New Zealand Prime Minister Jacinda Ardern and her partner Clarke Gayford have revealed the name of their baby girl, who was born Thursday.
Ardern is the first world leader in nearly 30 years to have a child while in office.
Emerging from Auckland City Hospital with their sleeping baby Sunday morning local time (Saturday evening ET), Ardern and Gayford told waiting media they had named her Neve Te Aroha Ardern Gayford.
“Neve” (pronounced like leave) means radiant, light or snow and “Te Aroha” (TAY AH-row-ha) means love and is also the name of the mountain and town near where Ardern lived as a child.
The baby will be known as Neve Gayford for short.
Ardern said like many parents she and Gayford had struggled to settle on a name before the birth and had a shortlist prepared.
“We wanted to wait until the baby arrived to really see which one felt like it worked, we chose Neve because we just liked it and when we met her we thought she looked she suited the name,” the Prime Minister said. “Also, it means – in various forms – it means bright and radiant, and snow which seemed like a good combination for Matariki (the Maori New Year) and for solstice.”

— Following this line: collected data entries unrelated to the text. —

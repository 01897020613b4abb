use anyhow::Context;
use async_trait::async_trait;
use serde::Deserialize;

use super::{TokenVerifier, VerifiedToken};

pub struct FirebaseTokenVerifier {
    api_key: String,
    client: reqwest::Client,
}

impl FirebaseTokenVerifier {
    pub fn new(api_key: String) -> Self {
        Self {
            api_key,
            client: reqwest::Client::new(),
        }
    }
}

#[derive(Deserialize)]
struct LookupResponse {
    #[serde(default)]
    users: Vec<LookupUser>,
}

#[derive(Deserialize)]
struct LookupUser {
    #[serde(rename = "localId")]
    local_id: String,
    #[serde(default)]
    email: String,
}

#[async_trait]
impl TokenVerifier for FirebaseTokenVerifier {
    async fn verify(&self, token: &str) -> anyhow::Result<VerifiedToken> {
        anyhow::ensure!(!self.api_key.is_empty(), "identity API key not configured");

        let url = format!(
            "https://identitytoolkit.googleapis.com/v1/accounts:lookup?key={}",
            self.api_key
        );

        // Keying the lookup by this project's API key rejects tokens minted
        // for any other project.
        let response: LookupResponse = self
            .client
            .post(&url)
            .json(&serde_json::json!({ "idToken": token }))
            .send()
            .await
            .context("failed to reach identity provider")?
            .error_for_status()
            .context("identity provider rejected token")?
            .json()
            .await
            .context("failed to parse identity provider response")?;

        let user = response
            .users
            .into_iter()
            .next()
            .context("token resolved to no account")?;

        Ok(VerifiedToken {
            uid: user.local_id,
            email: user.email,
        })
    }
}
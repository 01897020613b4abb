use axum::http::StatusCode;
use axum::response::{IntoResponse, Response};

#[derive(Debug, thiserror::Error)]
pub enum AppError {
    #[error("database error: {0}")]
    Database(#[from] rusqlite::Error),

    #[error("missing or invalid credential")]
    Unauthenticated,

    #[error("forbidden")]
    Forbidden,

    #[error("not found: {0}")]
    NotFound(String),

    #[error("invalid input: {0}")]
    InvalidInput(String),

    #[error("invalid signature")]
    InvalidSignature,

    #[error("payment gateway not configured")]
    GatewayUnavailable,

    #[error("payment gateway error: {0}")]
    Gateway(#[source] anyhow::Error),

    #[error("internal error: {0}")]
    Internal(#[from] anyhow::Error),
}

impl IntoResponse for AppError {
    fn into_response(self) -> Response {
        let status = match &self {
            AppError::Database(_) => StatusCode::INTERNAL_SERVER_ERROR,
            AppError::Unauthenticated => StatusCode::UNAUTHORIZED,
            AppError::Forbidden => StatusCode::FORBIDDEN,
            AppError::NotFound(_) => StatusCode::NOT_FOUND,
            AppError::InvalidInput(_) => StatusCode::BAD_REQUEST,
            AppError::InvalidSignature => StatusCode::BAD_REQUEST,
            AppError::GatewayUnavailable => StatusCode::INTERNAL_SERVER_ERROR,
            AppError::Gateway(_) => StatusCode::BAD_GATEWAY,
            AppError::Internal(_) => StatusCode::INTERNAL_SERVER_ERROR,
        };

        // 5xx detail stays in the log; clients get a generic message.
        let message = if status.is_server_error() {
            tracing::error!(error = %self, "request failed");
            match &self {
                AppError::GatewayUnavailable => self.to_string(),
                AppError::Gateway(_) => "payment gateway error".to_string(),
                _ => "internal error".to_string(),
            }
        } else {
            self.to_string()
        };

        let body = serde_json::json!({ "error": message });
        (status, axum::Json(body)).into_response()
    }
}
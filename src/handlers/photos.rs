use std::sync::Arc;

use axum::extract::{Path, State};
use axum::http::{HeaderMap, StatusCode};
use axum::Json;
use chrono::Utc;
use serde::Deserialize;
use uuid::Uuid;

use crate::auth;
use crate::db::queries;
use crate::errors::AppError;
use crate::models::TripPhoto;
use crate::state::AppState;

// POST /api/photos
#[derive(Deserialize)]
#[serde(rename_all = "camelCase")]
pub struct SavePhotoRequest {
    pub photo_url: Option<String>,
    pub description: Option<String>,
}

pub async fn save_photo(
    State(state): State<Arc<AppState>>,
    headers: HeaderMap,
    Json(body): Json<SavePhotoRequest>,
) -> Result<(StatusCode, Json<serde_json::Value>), AppError> {
    let principal = auth::authenticate(&state, &headers).await?;

    let photo_url = body
        .photo_url
        .filter(|u| !u.is_empty())
        .ok_or_else(|| AppError::InvalidInput("photo URL is required".to_string()))?;

    let photo = TripPhoto {
        id: Uuid::new_v4().to_string(),
        user_id: principal.id.clone(),
        photo_url,
        description: body.description.unwrap_or_default(),
        created_at: Utc::now().naive_utc(),
    };

    {
        let db = state.db.lock().unwrap();
        queries::create_photo(&db, &photo)?;
    }

    Ok((
        StatusCode::CREATED,
        Json(serde_json::json!({
            "message": "Photo saved successfully",
            "photoId": photo.id,
        })),
    ))
}

// GET /api/photos/:user_id
pub async fn user_photos(
    State(state): State<Arc<AppState>>,
    headers: HeaderMap,
    Path(user_id): Path<String>,
) -> Result<Json<serde_json::Value>, AppError> {
    let principal = auth::authenticate(&state, &headers).await?;
    auth::ensure_owner(&principal, &user_id)?;

    let photos = {
        let db = state.db.lock().unwrap();
        queries::get_photos_for_user(&db, &user_id)?
    };

    Ok(Json(serde_json::json!({ "photos": photos })))
}

// DELETE /api/photos/:photo_id
pub async fn delete_photo(
    State(state): State<Arc<AppState>>,
    headers: HeaderMap,
    Path(photo_id): Path<String>,
) -> Result<Json<serde_json::Value>, AppError> {
    let principal = auth::authenticate(&state, &headers).await?;

    let db = state.db.lock().unwrap();
    let photo = queries::get_photo(&db, &photo_id)?
        .ok_or_else(|| AppError::NotFound("photo not found".to_string()))?;
    auth::ensure_owner(&principal, &photo.user_id)?;
    queries::delete_photo(&db, &photo_id)?;

    Ok(Json(serde_json::json!({ "message": "Photo deleted successfully" })))
}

However the couple chose “Te Aroha” quite quickly, as it reflected the love their baby had been shown before her birth, she said.
“All of the names that were gifted along the way, I thought how do I reflect the generosity, particularly from all the iwi (Maori tribes) who gifted us names and Te Aroha seemed to me to be a way we could show that love and generosity,” Ardern explained.
“It’s also the place where all my family are from as well as a place name and I grew up under that mountain.”
Ardern said the family was doing well – but, as is common with new parents the world over, were sleep-deprived.
Gayford said he would never forget the look on Ardern’s face when she held their baby.
“She looked absolutely stunned and just very, very happy.”
Ardern is taking six weeks parental leave before Gayford – who hosts a fishing documentary series – takes on the role of stay-at-home dad.
Tweeting her congratulations to Ardern and Gayford earlier in the week, former NZ Prime Minister Helen Clark said their parenting arrangements were gender-equality in action. “This is 21st C NZ,” Clark said “#ProudKiwi”.
Addressing media Sunday, Ardern acknowledged the situation was viewed as somewhat novel but that she hoped one day it would be generally accepted that men and women could make such choices.
“Clark’s been as much of a role model here as I am and that’s been something that I’ve heard a lot of people talk about, too – and it’s true.
“So I hope for little girls and boys that there’s a future where they can make choices about how they raise their family and what kind of career they have, that are just based on what they want and what makes them happy,” she said.
Ardern also posted a video on her Facebook account Sunday, thanking hospital staff and well-wishers, showing her room in the maternity ward and introducing Neve.
She also got in a dig at Gayford for his thrift-shop “Dad cardie,” saying it had “just been waiting for this moment.” Gayford sported the cardigan during their official press conference.
Mac ‘n cheese
Ardern announced Neve’s birth on her official Instagram account Thursday, saying the baby arrived at 4.45 pm local time, weighing 3.31 kilograms (7.3 pounds).
“Thank you so much for your best wishes and your kindness. We’re all doing really well thanks to the wonderful team at Auckland City Hospital,” she said in her post.
A later post thanked her midwife for providing her with a meal of macaroni and cheese.
Ardern became her party’s youngest leader and New Zealand’s youngest in 150 years after defeating former Prime Minister Bill English in last October’s election. It marked the first victory for the Labour Party in nine years. She led the group for three months before being elected Prime Minister.
Deputy Prime Minister Winston Peters is filling in for Ardern while she is on parental leave.